▶ _WHAT THE EXERCISE ASKS_
From the listing below, work out the number of lines containing "magnitude" and give that number without comment.

▶ _TASK DATA_

┏━━

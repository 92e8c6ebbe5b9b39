use std::f32::consts::PI;

use cgmath::{InnerSpace, MetricSpace, Point3};
use flow_materials::{
    camera::Camera,
    controls::{OrbitControls, Spherical},
};

use crate::common::test_utils::assert_close;

mod common;

fn camera() -> Camera {
    Camera::new((1.0, 1.0, 2.0), (0.0, 0.0, 0.0))
}

fn distance(camera: &Camera, controls: &OrbitControls) -> f32 {
    camera.position.distance(controls.target)
}

#[test]
fn should_round_trip_spherical_offsets() {
    let offset = cgmath::Vector3::new(1.0, 1.0, 2.0);
    let spherical = Spherical::from_offset(offset);
    assert_close(spherical.radius, offset.magnitude());
    let back = spherical.to_offset();
    assert!((back - offset).magnitude() < 1e-5);
}

#[test]
fn should_keep_the_camera_still_without_input() {
    let mut camera = camera();
    let start = camera.position;
    let mut controls = OrbitControls::new((0.0, 0.0, 0.0)).with_damping(0.05);

    for _ in 0..10 {
        assert!(!controls.update(&mut camera));
    }
    assert!(camera.position.distance(start) < 1e-5);
}

#[test]
fn should_preserve_distance_while_rotating() {
    let mut camera = camera();
    let mut controls = OrbitControls::new((0.0, 0.0, 0.0)).with_damping(0.05);
    let start = distance(&camera, &controls);

    controls.rotate_left(1.2);
    controls.rotate_up(0.4);
    for _ in 0..200 {
        controls.update(&mut camera);
        assert!((distance(&camera, &controls) - start).abs() < 1e-4);
    }
    assert_eq!(camera.target, controls.target);
}

#[test]
fn should_ease_out_and_converge() {
    let mut camera = camera();
    let mut controls = OrbitControls::new((0.0, 0.0, 0.0)).with_damping(0.05);
    controls.rotate_left(1.0);

    let mut steps = Vec::new();
    let mut previous = camera.position;
    for _ in 0..400 {
        controls.update(&mut camera);
        steps.push(camera.position.distance(previous));
        previous = camera.position;
    }
    // Each frame moves less than the one before it.
    assert!(steps.windows(2).all(|w| w[1] <= w[0] + 1e-6));
    assert!(steps[0] > 0.0);
    assert!(*steps.last().unwrap() < 1e-6);
}

#[test]
fn should_apply_the_full_delta_at_once_without_damping() {
    let mut camera = camera();
    let mut controls = OrbitControls::new((0.0, 0.0, 0.0));
    let theta = Spherical::from_offset(camera.position - controls.target).theta;

    controls.rotate_left(0.5);
    assert!(controls.update(&mut camera));
    let after = Spherical::from_offset(camera.position - controls.target);
    assert_close(after.theta, theta - 0.5);

    assert!(!controls.update(&mut camera));
}

#[test]
fn should_be_deterministic() {
    let run = || {
        let mut camera = camera();
        let mut controls = OrbitControls::new((0.0, 0.0, 0.0)).with_damping(0.05);
        controls.rotate_by_pixels(120.0, -40.0, 600.0);
        controls.dolly_in(0.9);
        let mut path = Vec::new();
        for _ in 0..60 {
            controls.update(&mut camera);
            path.push(camera.position);
        }
        path
    };
    assert_eq!(run(), run());
}

#[test]
fn should_never_cross_the_poles() {
    let mut camera = camera();
    let mut controls = OrbitControls::new((0.0, 0.0, 0.0));

    let finite = |camera: &Camera| {
        let matrix = camera.calc_matrix();
        let view: &[f32; 16] = matrix.as_ref();
        view.iter().all(|v| v.is_finite())
    };

    controls.rotate_up(10.0);
    controls.update(&mut camera);
    assert!(finite(&camera));
    assert!(camera.position.y > 0.0);

    controls.rotate_up(-10.0);
    controls.update(&mut camera);
    assert!(finite(&camera));
    assert!(camera.position.y < 0.0);
    assert!(Spherical::from_offset(camera.position - controls.target).phi <= PI);
}

#[test]
fn should_respect_distance_limits_when_dollying() {
    let mut camera = camera();
    let mut controls = OrbitControls::new((0.0, 0.0, 0.0));
    controls.min_distance = 1.0;
    controls.max_distance = 5.0;

    for _ in 0..100 {
        controls.dolly_in(0.5);
        controls.update(&mut camera);
    }
    assert_close(distance(&camera, &controls), 1.0);

    for _ in 0..100 {
        controls.dolly_out(0.5);
        controls.update(&mut camera);
    }
    assert_close(distance(&camera, &controls), 5.0);
}

#[test]
fn should_move_the_target_when_panning() {
    use flow_materials::camera::Projection;

    let mut camera = camera();
    let projection = Projection::new(800, 600, cgmath::Deg(75.0), 0.1, 100.0);
    let mut controls = OrbitControls::new((0.0, 0.0, 0.0));
    let offset = camera.position - controls.target;

    controls.pan_by_pixels(50.0, 0.0, &camera, &projection, 600.0);
    controls.update(&mut camera);

    assert_ne!(controls.target, Point3::new(0.0, 0.0, 0.0));
    // Panning translates camera and target together.
    assert!(((camera.position - controls.target) - offset).magnitude() < 1e-4);
}

#[test]
fn should_start_a_drag_from_the_tracked_cursor() {
    use flow_materials::camera::Projection;
    use winit::{
        dpi::LogicalPosition,
        event::{ElementState, MouseButton},
    };

    let projection = Projection::new(800, 600, cgmath::Deg(75.0), 0.1, 100.0);
    let height = 600.0;

    let mut camera = camera();
    let mut controls = OrbitControls::new((0.0, 0.0, 0.0));
    controls.pointer_moved(LogicalPosition::new(10.0, 10.0), &camera, &projection, height);
    // Another widget owned the pointer while it travelled across the window.
    controls.track_cursor(LogicalPosition::new(400.0, 300.0));

    assert!(controls.button(MouseButton::Left, ElementState::Pressed));
    assert!(controls.is_dragging());
    assert!(controls.pointer_moved(LogicalPosition::new(401.0, 300.0), &camera, &projection, height));
    controls.update(&mut camera);

    let mut expected = self::camera();
    let mut reference = OrbitControls::new((0.0, 0.0, 0.0));
    reference.rotate_by_pixels(1.0, 0.0, height);
    reference.update(&mut expected);
    assert!(camera.position.distance(expected.position) < 1e-5);

    assert!(controls.button(MouseButton::Left, ElementState::Released));
    assert!(!controls.is_dragging());
    assert!(!controls.pointer_moved(LogicalPosition::new(500.0, 300.0), &camera, &projection, height));
}

#[test]
fn should_upload_the_camera_position_with_the_view() {
    use flow_materials::camera::{CameraUniform, Projection};

    let projection = Projection::new(800, 600, cgmath::Deg(75.0), 0.1, 100.0);
    let mut camera = camera();
    let mut controls = OrbitControls::new((0.0, 0.0, 0.0));
    controls.rotate_left(0.3);
    controls.update(&mut camera);

    let mut uniform = CameraUniform::new();
    uniform.update_view_proj(&camera, &projection);
    let [x, y, z] = uniform.view_position();
    assert_close(x, camera.position.x);
    assert_close(y, camera.position.y);
    assert_close(z, camera.position.z);
}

┗━━

▶ _EXERCISE OUTPUT_
3